Pu et al. 28 reported that 5 of 15 (34%) FQ-resistant isolates harbored the qnrS determinant; their serotypes were S. flexneri 1a, 2a, and 4c, which is in contrast with our results. Das et al. reported that qnrB was the most prevalent gene (93.7%), followed by qnrC (18.7%). 29 Cui et al. 30 performed a study in which 22% (n = 58) of the isolates contained the aac(6′)-Ib-cr gene and two isolates contained the qnrS gene. 29 Cui et al. 30 performed a study in which 58 (22%) of isolates contained the aac(6′)-Ib-cr gene, and 3% isolates contained the qnrS gene. In Iran, Ranjbar et al. 3 found that, of the 23 quinolone-resistant isolates, 4 (17.4%) contained the qnrS gene. In the present study, all PMQR-positive Shigella isolates were positive for class 2 integrons. The five Shigella isolates that were CIP-resistant were also resistant to at least four other antibiotic agents, and were positive for qnrS and for class 2 integrons. This raises the possibility that these genes had a significant correlation among the Shigella isolates. Liu et al. 31 showed that 58.3% of the PMQR-positive isolates were also positive for the blaCTX-M gene, and that 50% of the aac(6′)-Ib-cr-positive isolates harbored class 1 or class 2 integrons, which agreed with our data. Four ESBL-producing S. sonnei isolates possessed the CTX-M-15 gene; two of the isolates were CIP-resistant and harbored the qnrS gene. Our results agree with several studies from different countries, such as India, 32 Germany, 33 Spain, 34 The Netherlands, 35 and Denmark, 36 all of which mentioned or elaborated on the relationship of the blaCTX-M-15 with qnr determinants and other ESBLs. 40 In a study by Xiong et al., 37 more than half of the PMQR determinants were associated with bla genes, especially blaCTX-M-14. Remarkably, in our research, we found that INs 303 and 302 harbored both the qnrS and qnrB genes and IN 392 harbored both the qnrA and qnrB determinants.
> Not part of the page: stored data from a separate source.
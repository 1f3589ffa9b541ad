use serde::{Deserialize, Serialize};
use std::env;
use std::path::Path;

/// Runtime configuration, loaded from a JSON file (`config.json` next to the
/// binary, or the path in `LB_CONFIG`). Every field has a default so a
/// partial file works.
#[derive(Debug, Clone, Serialize, Deserialize)]
#[serde(default)]
pub struct Config {
    pub database: DatabaseConfig,
    /// The gateway's own BBB-compatible shared secret, used to validate
    /// incoming checksums and to sign self-referential rejoin URLs.
    pub secret: String,
    pub player: PlayerConfig,
    pub monitoring: MonitoringConfig,
    /// Account used by the shell probes when sshing into fleet members.
    pub ssh_user: String,
    /// The gateway's externally visible host (cookie domain, rejoin URLs).
    pub hostname: String,
    /// Default redirect target when rejoin has nowhere better to send you.
    pub logout_url: String,
    /// Seconds between poll cycles. 0 disables the poller entirely.
    pub poll_interval: u64,
    /// Directory holding the shell probe scripts.
    pub plugin_path: String,
}

#[derive(Debug, Clone, Serialize, Deserialize)]
#[serde(default)]
pub struct DatabaseConfig {
    pub path: String,
}

#[derive(Debug, Clone, Serialize, Deserialize)]
#[serde(default)]
pub struct PlayerConfig {
    pub api_url: String,
    pub rcp_secret: String,
}

#[derive(Debug, Clone, Serialize, Deserialize)]
#[serde(default)]
pub struct MonitoringConfig {
    pub secret: String,
    /// Accepted clock skew (seconds) for Authorization checksums.
    pub time_delta: i64,
}

impl Default for Config {
    fn default() -> Self {
        Config {
            database: DatabaseConfig::default(),
            secret: "change_me".to_string(),
            player: PlayerConfig::default(),
            monitoring: MonitoringConfig::default(),
            ssh_user: "root".to_string(),
            hostname: "localhost".to_string(),
            logout_url: "/".to_string(),
            poll_interval: 30,
            plugin_path: "plugins".to_string(),
        }
    }
}

impl Default for DatabaseConfig {
    fn default() -> Self {
        DatabaseConfig {
            path: "data/loadbalancer.db".to_string(),
        }
    }
}

impl Default for PlayerConfig {
    fn default() -> Self {
        PlayerConfig {
            api_url: "https://change_me/api/v1/".to_string(),
            rcp_secret: "change_me".to_string(),
        }
    }
}

impl Default for MonitoringConfig {
    fn default() -> Self {
        MonitoringConfig {
            secret: "change_me".to_string(),
            time_delta: 5,
        }
    }
}

impl Config {
    /// Load from `LB_CONFIG` or `./config.json`; missing file means defaults.
    pub fn load() -> Config {
        let path = env::var("LB_CONFIG").unwrap_or_else(|_| "config.json".to_string());
        Config::from_file(&path)
    }

    pub fn from_file(path: &str) -> Config {
        if !Path::new(path).exists() {
            eprintln!("⚠️  Config file {path} not found, using defaults");
            return Config::default();
        }
        match std::fs::read_to_string(path) {
            Ok(text) => match serde_json::from_str(&text) {
                Ok(config) => config,
                Err(e) => {
                    eprintln!("⚠️  Could not parse {path}: {e}, using defaults");
                    Config::default()
                }
            },
            Err(e) => {
                eprintln!("⚠️  Could not read {path}: {e}, using defaults");
                Config::default()
            }
        }
    }
}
Similar studies on Shigella isolates 28 and E. coli isolates 38 reported that the isolates carried the aac(6′)-Ib-cr and qnrA genes. 39
Conclusion
Treatment with FQ in patients contaminated with Shigella strains that carry quinolone resistance genes or that have chromosomal mutations that confer quinolone resistance may increase the risk of secondary diseases, long-course treatment (hospitalization), and drug therapeutic failure; it can also cause an increase in the quantity of organisms shed in the feces. To rectify this situation, in addition to limiting the administration of FQ in Iran to control the spread of resistance, it is essential to perform continuous monitoring and genetic testing to detect FQ-resistant Shigella strains. Therefore, FQ should not be the first-line treatment for these children patients since high failure rates are to be expected.
Footnotes
Acknowledgments
This work was supported by the Vice-Chancellor for Research grant (No. 30232) of Tehran University of Medical Sciences (TUMS) (Tehran, Iran). We thank the Children's Medical Centers–Bahman, Shariati, Valiasr, Imam Khomeini, and Mofid Hospitals–in Tehran for referring isolates and epidemiological and demographic data for use in this study.
Disclosure Statement
No competing financial interests exist.